Впервые в Библии - Меир Шалев Страница 19
Впервые в Библии - Меир Шалев читать онлайн бесплатно
Тот факт, что Давид вытащил меч Голиафа из ножен, означает, что Голиаф даже не взял свой меч в руку. Из этого читателю понятно, с какого большого расстояния Давид метнул свой камень, — Голиаф еще и не думал вытаскивать меч из ножен. Но эта деталь свидетельствует также об особом литературном методе автора рассказа, который не объясняет читателю каждую деталь, а позволяет, более того — требует, чтобы тот сам понимал и извлекал одно из другого.
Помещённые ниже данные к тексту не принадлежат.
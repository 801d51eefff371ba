use std::time::Duration;

use tokio::sync::mpsc;

use crate::engine::EngineHandle;
use crate::error::ProviderError;
use crate::http::HttpRpcClient;
use crate::mux::SubscriptionHandle;
use crate::subscription::{ResourceKey, SlotNotification};
use crate::SolanaPubSubClient;

/// Mirrors the original `SlotSubscriberService`. There is exactly one slot resource, so
/// every caller coalesces onto the same upstream `slotSubscribe`.
#[derive(Clone)]
pub struct SlotSubscriber {
    handle: EngineHandle,
}

impl SlotSubscriber {
    pub(crate) fn new(handle: EngineHandle) -> Self {
        Self { handle }
    }

    pub async fn subscribe(&self) -> Result<(SubscriptionHandle, SlotNotifications), ProviderError> {
        let (handle, rx) = self.handle.subscribe(ResourceKey::Slot).await?;
        Ok((handle, SlotNotifications { rx }))
    }

    pub fn unsubscribe(&self, handle: SubscriptionHandle) {
        self.handle.unsubscribe(handle);
    }

    /// Not a server push: on `interval`, fetches a fresh blockhash over `http` and
    /// republishes it, presented with the same subscription shape as a real
    /// `slotSubscribe` so callers don't need a separate polling code path.
    pub fn subscribe_recent_blockhash(
        &self,
        http: HttpRpcClient,
        interval: Duration,
    ) -> mpsc::Receiver<synthfi_core::Hash> {
        let (tx, rx) = mpsc::channel(8);

        tokio::spawn(async move {
            let mut ticker = tokio::time::interval(interval);
            loop {
                ticker.tick().await;
                match http.get_recent_blockhash().await {
                    Ok(hash) => {
                        if tx.send(hash).await.is_err() {
                            return;
                        }
                    }
                    Err(err) => {
                        tracing::warn!(%err, "failed to refresh recent blockhash");
                    }
                }
            }
        });

        rx
    }
}

pub struct SlotNotifications {
    rx: crate::mux::NotificationReceiver,
}

impl SlotNotifications {
    pub async fn next(&mut self) -> Option<Result<SlotNotification, ProviderError>> {
        let value = self.rx.recv().await?;
        Some(serde_json::from_value(value).map_err(|e| ProviderError::Core(e.into())))
    }
}

impl SolanaPubSubClient {
    pub fn slot_subscriber(&self) -> SlotSubscriber {
        SlotSubscriber::new(self.handle().clone())
    }
}
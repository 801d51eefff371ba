//! CEX/DEX market-making runtime: subscription-multiplexing clients for a Solana node
//! and the FTX exchange, assembled from four library crates.
//!
//! ## `core`
//!
//! Wire primitives shared by every other crate: the JSON-RPC envelope, base58/base64
//! keys, commitment levels, and the `AccountInfo`/`TokenMintAccount` account decoders.
//!
//! ## `providers`
//!
//! The Solana JSON-RPC pub/sub client: one actor owns the websocket, the request
//! correlator, and the subscription mux so at most one upstream subscription exists per
//! resource no matter how many local callers ask for it.
//!
//! ## `signers`
//! `ed25519-dalek` keypair signing behind a `Signer` trait, plus a directory-backed
//! `KeyStore`.
//!
//! ## `exchange`
//!
//! Order and wallet clients for FTX (signed REST + a websocket login/subscribe
//! protocol) and Mango (submit-then-confirm over the Solana pub/sub client).
//!
//! A [`prelude`] module re-exports the commonly needed types from all four crates, plus
//! this crate's own [`config`], [`error`], [`logging`], and [`statistics`] modules.

pub mod config;
pub mod error;
pub mod logging;
pub mod statistics;

pub mod core {
    pub use synthfi_core::*;
}

pub mod providers {
    pub use synthfi_providers::*;
}

pub mod signers {
    pub use synthfi_signers::*;
}

pub mod exchange {
    pub use synthfi_exchange::*;
}

pub use crate::config::AppConfig;
pub use crate::error::SynthfiError;
pub use crate::statistics::{NoopStatisticsSink, StatisticSample, StatisticsSink, TracingStatisticsSink};

pub mod prelude {
    pub use super::config::*;
    pub use super::core::*;
    pub use super::error::SynthfiError;
    pub use super::exchange::*;
    pub use super::providers::*;
    pub use super::signers::*;
    pub use super::statistics::*;
}
use std::collections::HashMap;

/// A venue-tagged balance/position snapshot. `FtxWalletClient` and `MangoWalletClient`
/// each produce this from a different upstream shape (an FTX REST/WS balance record vs.
/// a decoded on-chain margin account) so callers work against one type regardless of venue.
#[derive(Clone, Debug, PartialEq)]
pub struct Wallet {
    pub venue: &'static str,
    pub currency: String,
    pub total: f64,
    pub available: f64,
    pub extra: HashMap<String, f64>,
}
use validator::validate_email;

/// Fully validated email address, used for contact requests and user accounts.
#[derive(Debug, Clone, PartialEq, serde::Serialize)]
pub struct EmailAddress(String);

impl EmailAddress {
    pub fn parse(email: String) -> Result<EmailAddress, String> {
        if !validate_email(&email) {
            return Err(String::from("Invalid email address"));
        }

        Ok(Self(email))
    }
}

impl AsRef<str> for EmailAddress {
    fn as_ref(&self) -> &str {
        &self.0
    }
}
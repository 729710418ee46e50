use reqwest::{Client, StatusCode};
use secrecy::{ExposeSecret, Secret};
use serde_json::{Map, Value};
use std::time;

use crate::config::CosmicSettings;
use crate::record_store::{CosmicObject, NewObject, RecordStore, StoreError};

const REQUEST_TIMEOUT: time::Duration = time::Duration::from_secs(10);
const OBJECT_PROPS: &str = "id,title,slug,type,metadata,created_at,modified_at";

/// HTTP client of the content backend bucket. Reads are authorized with the read key
/// as query parameter, writes with the write key as bearer token.
#[derive(Clone)]
pub struct CosmicClient {
    http_client: Client,
    base_url: String,
    bucket_slug: String,
    read_key: Secret<String>,
    write_key: Secret<String>,
}

#[derive(serde::Deserialize)]
struct FindResponse {
    #[serde(default)]
    objects: Vec<CosmicObject>,
}

#[derive(serde::Deserialize)]
struct ObjectResponse {
    object: CosmicObject,
}

#[derive(serde::Serialize)]
struct UpdateObjectBody {
    metadata: Value,
}

impl CosmicClient {
    pub fn new(
        base_url: String,
        bucket_slug: String,
        read_key: Secret<String>,
        write_key: Secret<String>,
        timeout: Option<time::Duration>,
    ) -> Result<CosmicClient, reqwest::Error> {
        let http_client = Client::builder()
            .timeout(timeout.unwrap_or(REQUEST_TIMEOUT))
            .build()?;

        Ok(CosmicClient {
            http_client,
            base_url,
            bucket_slug,
            read_key,
            write_key,
        })
    }

    pub fn from_settings(settings: &CosmicSettings) -> Result<CosmicClient, reqwest::Error> {
        Self::new(
            settings.get_base_url(),
            settings.bucket_slug.clone(),
            settings.read_key.clone(),
            settings.write_key.clone(),
            Some(settings.get_timeout()),
        )
    }

    fn objects_url(&self) -> String {
        format!("{}/buckets/{}/objects", self.base_url, self.bucket_slug)
    }
}

impl RecordStore for CosmicClient {
    #[tracing::instrument(name = "Find objects in the content backend", skip(self, filter))]
    async fn find(
        &self,
        object_type: &str,
        filter: Value,
    ) -> Result<Vec<CosmicObject>, StoreError> {
        let query = with_object_type(filter, object_type).to_string();
        let response = self
            .http_client
            .get(self.objects_url())
            .query(&[
                ("read_key", self.read_key.expose_secret().as_str()),
                ("query", query.as_str()),
                ("props", OBJECT_PROPS),
                ("depth", "1"),
            ])
            .send()
            .await?;

        // The backend answers 404 when nothing matches the query
        if response.status() == StatusCode::NOT_FOUND {
            return Ok(Vec::new());
        }

        let body: FindResponse = response.error_for_status()?.json().await?;

        Ok(body.objects)
    }

    #[tracing::instrument(
        name = "Insert an object into the content backend",
        skip(self, object),
        fields(object_type = %object.object_type)
    )]
    async fn insert_one(&self, object: NewObject) -> Result<CosmicObject, StoreError> {
        let body: ObjectResponse = self
            .http_client
            .post(self.objects_url())
            .bearer_auth(self.write_key.expose_secret())
            .json(&object)
            .send()
            .await?
            .error_for_status()? // return an error when server response status code is 4xx or 5xx
            .json()
            .await?;

        Ok(body.object)
    }

    #[tracing::instrument(name = "Update an object in the content backend", skip(self, metadata))]
    async fn update_one(&self, id: &str, metadata: Value) -> Result<CosmicObject, StoreError> {
        let url = format!("{}/{}", self.objects_url(), id);
        let body: ObjectResponse = self
            .http_client
            .patch(&url)
            .bearer_auth(self.write_key.expose_secret())
            .json(&UpdateObjectBody { metadata })
            .send()
            .await?
            .error_for_status()?
            .json()
            .await?;

        Ok(body.object)
    }
}

// Filters that are not JSON objects are ignored, only the type constraint is kept.
fn with_object_type(filter: Value, object_type: &str) -> Value {
    let mut query = match filter {
        Value::Object(map) => map,
        _ => Map::new(),
    };

    query.insert(
        String::from("type"),
        Value::String(String::from(object_type)),
    );

    Value::Object(query)
}
use actix_web::{web, HttpResponse};
use serde::Deserialize;
use serde_json::json;

use crate::authentication::AuthenticatedUser;
use crate::cosmic_client::CosmicClient;
use crate::domain::user::{ProfileUpdate, ProfileUpdateBody, User};
use crate::keyed_lock::KeyedLocks;
use crate::record_store::RecordStore;
use crate::routes::ApiError;
use crate::users::find_user_by_id;

const POST_OBJECT_TYPE: &str = "posts";

#[derive(Deserialize, Default)]
#[serde(default, rename_all = "camelCase")]
pub struct BookmarkBody {
    pub post_id: Option<String>,
}

impl BookmarkBody {
    fn into_post_id(self) -> Result<String, ApiError> {
        self.post_id
            .filter(|post_id| !post_id.is_empty())
            .ok_or_else(|| ApiError::ValidationError(String::from("Post ID is required")))
    }
}

async fn get_user(
    cosmic_client: &CosmicClient,
    user_id: &str,
    failure_message: &'static str,
) -> Result<User, ApiError> {
    find_user_by_id(cosmic_client, user_id)
        .await
        .map_err(ApiError::unexpected(failure_message))?
        .ok_or(ApiError::NotFound("User not found"))
}

#[tracing::instrument(
    name = "Get user profile handler",
    skip(user, cosmic_client),
    fields(user_id = %user.user_id)
)]
pub async fn handle_get_profile(
    user: AuthenticatedUser,
    cosmic_client: web::Data<CosmicClient>,
) -> Result<HttpResponse, ApiError> {
    let user = get_user(&cosmic_client, &user.user_id, "Failed to fetch profile").await?;

    Ok(HttpResponse::Ok().json(json!({
        "id": user.id,
        "email": user.email,
        "name": user.name,
        "profile_photo": user.profile_photo,
        "newsletter_subscribed": user.newsletter_subscribed,
        "email_verified": user.email_verified,
    })))
}

#[tracing::instrument(
    name = "Update user profile handler",
    skip(user, body, cosmic_client),
    fields(user_id = %user.user_id)
)]
pub async fn handle_update_profile(
    user: AuthenticatedUser,
    body: web::Json<ProfileUpdateBody>,
    cosmic_client: web::Data<CosmicClient>,
) -> Result<HttpResponse, ApiError> {
    let update: ProfileUpdate = body
        .into_inner()
        .try_into()
        .map_err(ApiError::ValidationError)?;

    let object = cosmic_client
        .update_one(&user.user_id, update.to_metadata())
        .await
        .map_err(ApiError::unexpected("Failed to update profile"))?;

    Ok(HttpResponse::Ok().json(json!({
        "message": "Profile updated successfully",
        "user": {
            "id": object.id,
            "email": object.metadata.get("email"),
            "name": object.metadata.get("name"),
            "newsletter_subscribed": object.metadata.get("newsletter_subscribed"),
        }
    })))
}

#[tracing::instrument(
    name = "Get user bookmarks handler",
    skip(user, cosmic_client),
    fields(user_id = %user.user_id)
)]
pub async fn handle_get_bookmarks(
    user: AuthenticatedUser,
    cosmic_client: web::Data<CosmicClient>,
) -> Result<HttpResponse, ApiError> {
    const FAILURE_MESSAGE: &str = "Failed to fetch bookmarks";

    let user = get_user(&cosmic_client, &user.user_id, FAILURE_MESSAGE).await?;

    if user.bookmarks.is_empty() {
        return Ok(HttpResponse::Ok().json(json!({ "bookmarks": [] })));
    }

    let posts = cosmic_client
        .find(
            POST_OBJECT_TYPE,
            json!({ "id": { "$in": user.bookmarks.post_ids() } }),
        )
        .await
        .map_err(ApiError::unexpected(FAILURE_MESSAGE))?;

    Ok(HttpResponse::Ok().json(json!({ "bookmarks": posts })))
}

#[tracing::instrument(
    name = "Add a bookmark handler",
    skip(user, body, cosmic_client, locks),
    fields(user_id = %user.user_id)
)]
pub async fn handle_add_bookmark(
    user: AuthenticatedUser,
    body: web::Json<BookmarkBody>,
    cosmic_client: web::Data<CosmicClient>,
    locks: web::Data<KeyedLocks>,
) -> Result<HttpResponse, ApiError> {
    const FAILURE_MESSAGE: &str = "Failed to add bookmark";

    let post_id = body.into_inner().into_post_id()?;
    let _guard = locks.lock(&format!("user:{}", user.user_id)).await;
    let mut user = get_user(&cosmic_client, &user.user_id, FAILURE_MESSAGE).await?;

    if !user.bookmarks.add(&post_id) {
        return Err(ApiError::ValidationError(String::from(
            "Post already bookmarked",
        )));
    }

    cosmic_client
        .update_one(&user.id, user.bookmarks.to_metadata())
        .await
        .map_err(ApiError::unexpected(FAILURE_MESSAGE))?;

    Ok(HttpResponse::Ok().json(json!({ "message": "Bookmark added successfully" })))
}

#[tracing::instrument(
    name = "Remove a bookmark handler",
    skip(user, body, cosmic_client, locks),
    fields(user_id = %user.user_id)
)]
pub async fn handle_remove_bookmark(
    user: AuthenticatedUser,
    body: web::Json<BookmarkBody>,
    cosmic_client: web::Data<CosmicClient>,
    locks: web::Data<KeyedLocks>,
) -> Result<HttpResponse, ApiError> {
    const FAILURE_MESSAGE: &str = "Failed to remove bookmark";

    let post_id = body.into_inner().into_post_id()?;
    let _guard = locks.lock(&format!("user:{}", user.user_id)).await;
    let mut user = get_user(&cosmic_client, &user.user_id, FAILURE_MESSAGE).await?;

    user.bookmarks.remove(&post_id);

    cosmic_client
        .update_one(&user.id, user.bookmarks.to_metadata())
        .await
        .map_err(ApiError::unexpected(FAILURE_MESSAGE))?;

    Ok(HttpResponse::Ok().json(json!({ "message": "Bookmark removed successfully" })))
}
Этот писательский талант выражается и в другой тонкой детали. Обратите внимание на только что приведенную цитату: «Так одолел Давид Филистимлянина пращею и камнем, и поразил Филистимлянина и убил его; меча же не было в руках Давида» (1 Цар. 17, 50). Это предложение — явно часть песни. Легко увидеть некий особый стиль и размер, которые сильно отличают эту фразу от ее повествовательного окружения. Возможно, это часть песни, которую пели в те дни о войне Давида и Голиафа, — может быть, отдельная строфа, стоявшая в этой песне близко к фразе: «Саул победил тысячи, а Давид — десятки тысяч!» — которую мы услышим чуть позже в том же отрывке (1 Цар. 18, 7); там прямо сказано, что так пели в хороводах женщины «из всех городов Израильских». Я осмелюсь предположить, что именно это заимствование одной строфы из целой песни свидетельствует о том, что бой между Давидом и Голиафом действительно имел место. Если бы автор выдумал этот бой, он заодно придумал бы и вставил сюда всю победную песню, подобно тому, как вставлена в рассказ о переходе через Красное море вся победная песнь Моисея. Но автор рассказа о Давиде не придумывает ничего, он просто приводит цитату — отрывок из песни, сложенной позднее народом.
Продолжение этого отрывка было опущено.